Home > Press > UBC Physicists Develop “Impossible” Technique to Study and Develop Superconductors
Abstract:
A team of University of British Columbia researchers has developed a technique that controls the number of electrons on the surface of high-temperature superconductors, a procedure considered impossible for the past two decades.
Led by Physics Assoc. Prof. Andrea Damascelli, the team deposited potassium atoms onto the surface of a piece of superconducting copper oxide. The approach allows the scientists to continuously manipulate the number of electrons on ultra-thin layers of material.
The details are published this week in the prestigious journal Nature Physics.
Superconductivity -- the phenomenon of conducting electricity with no resistance -- occurs in some materials at very low temperatures. High-temperature superconductors are a class of materials capable of conducting electricity with little or no resistance in temperatures as high as -140 degrees Celsius.

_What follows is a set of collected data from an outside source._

//! Tile service configuration.

use crate::cache::{DEFAULT_CHUNK_ENTRIES, DEFAULT_TILE_ENTRIES};
use crate::scheduler::default_workers;

/// Sizing of the tile service's caches and render gate.
///
/// # Example
///
/// ```
/// use tilesnap::service::ServiceConfig;
///
/// let config = ServiceConfig::default()
///     .with_tile_entries(200)
///     .with_workers(2);
///
/// assert_eq!(config.tile_entries(), 200);
/// assert_eq!(config.workers(), 2);
/// ```
#[derive(Debug, Clone, PartialEq, Eq)]
pub struct ServiceConfig {
    /// Entry bound of the rendered-tile cache
    tile_entries: usize,
    /// Entry bound of the decoded-chunk cache
    chunk_entries: usize,
    /// Renders admitted at once
    workers: usize,
}

impl Default for ServiceConfig {
    fn default() -> Self {
        Self {
            tile_entries: DEFAULT_TILE_ENTRIES,
            chunk_entries: DEFAULT_CHUNK_ENTRIES,
            workers: default_workers(),
        }
    }
}

impl ServiceConfig {
    pub fn with_tile_entries(mut self, entries: usize) -> Self {
        self.tile_entries = entries;
        self
    }

    pub fn with_chunk_entries(mut self, entries: usize) -> Self {
        self.chunk_entries = entries;
        self
    }

    /// Sets the render worker count. Zero is raised to one.
    pub fn with_workers(mut self, workers: usize) -> Self {
        self.workers = workers.max(1);
        self
    }

    pub fn tile_entries(&self) -> usize {
        self.tile_entries
    }

    pub fn chunk_entries(&self) -> usize {
        self.chunk_entries
    }

    pub fn workers(&self) -> usize {
        self.workers
    }
}

#[cfg(test)]
mod tests {
    use super::*;

    #[test]
    fn test_defaults() {
        let config = ServiceConfig::default();
        assert_eq!(config.tile_entries(), 1000);
        assert_eq!(config.chunk_entries(), 1000);
        assert!(config.workers() >= 1);
    }

    #[test]
    fn test_zero_workers_raised() {
        assert_eq!(ServiceConfig::default().with_workers(0).workers(), 1);
    }
}
//! Entry-bounded in-memory cache with LRU eviction.

use super::stats::CacheStats;
use parking_lot::Mutex;
use std::hash::Hash;
use std::num::NonZeroUsize;

struct Inner<K: Hash + Eq, V> {
    /// `None` when caching is disabled
    entries: Option<lru::LruCache<K, V>>,
    stats: CacheStats,
}

/// Thread-safe cache holding at most `capacity` entries.
///
/// Reads refresh recency; inserting past capacity drops the least recently
/// used entry. A capacity of zero disables caching.
pub struct LruCache<K: Hash + Eq, V> {
    inner: Mutex<Inner<K, V>>,
    capacity: usize,
}

impl<K: Eq + Hash + Clone, V: Clone> LruCache<K, V> {
    pub fn new(capacity: usize) -> Self {
        Self {
            inner: Mutex::new(Inner {
                entries: NonZeroUsize::new(capacity).map(lru::LruCache::new),
                stats: CacheStats::default(),
            }),
            capacity,
        }
    }

    /// Returns a clone of the cached value and marks it as most recent.
    pub fn get(&self, key: &K) -> Option<V> {
        let mut inner = self.inner.lock();
        let Inner { entries, stats } = &mut *inner;

        match entries.as_mut().and_then(|cache| cache.get(key)) {
            Some(value) => {
                stats.hits += 1;
                Some(value.clone())
            }
            None => {
                stats.misses += 1;
                None
            }
        }
    }

    /// Inserts or replaces a value, evicting the oldest entry when full.
    pub fn put(&self, key: K, value: V) {
        let mut inner = self.inner.lock();
        let Inner { entries, stats } = &mut *inner;
        let Some(cache) = entries.as_mut() else {
            return;
        };

        // `push` hands back either the replaced entry or the evicted one
        if let Some((old_key, _)) = cache.push(key.clone(), value) {
            if old_key != key {
                stats.evictions += 1;
            }
        }
    }

    pub fn contains(&self, key: &K) -> bool {
        self.inner
            .lock()
            .entries
            .as_ref()
            .is_some_and(|cache| cache.contains(key))
    }

    pub fn len(&self) -> usize {
        self.inner.lock().entries.as_ref().map_or(0, |cache| cache.len())
    }

    pub fn is_empty(&self) -> bool {
        self.len() == 0
    }

    pub fn capacity(&self) -> usize {
        self.capacity
    }

    /// Drops every entry. Statistics are kept.
    pub fn clear(&self) {
        if let Some(cache) = self.inner.lock().entries.as_mut() {
            cache.clear();
        }
    }

    pub fn stats(&self) -> CacheStats {
        let inner = self.inner.lock();
        CacheStats {
            entries: inner.entries.as_ref().map_or(0, |cache| cache.len()),
            ..inner.stats.clone()
        }
    }
}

"The development of future electronics, such as quantum computer chips, hinges on extremely thin layers of material," says Damascelli, Canada Research Chair in the Electronic Structure of Solids.
"Extremely thin layers and surfaces of superconducting materials take on very different properties from the rest of the material. Electrons have been observed to re-arrange, making it impossible for scientists to study," says Damascelli. "It's become clear in recent years that this phenomenon is both the challenge and key to making great strides in superconductor research.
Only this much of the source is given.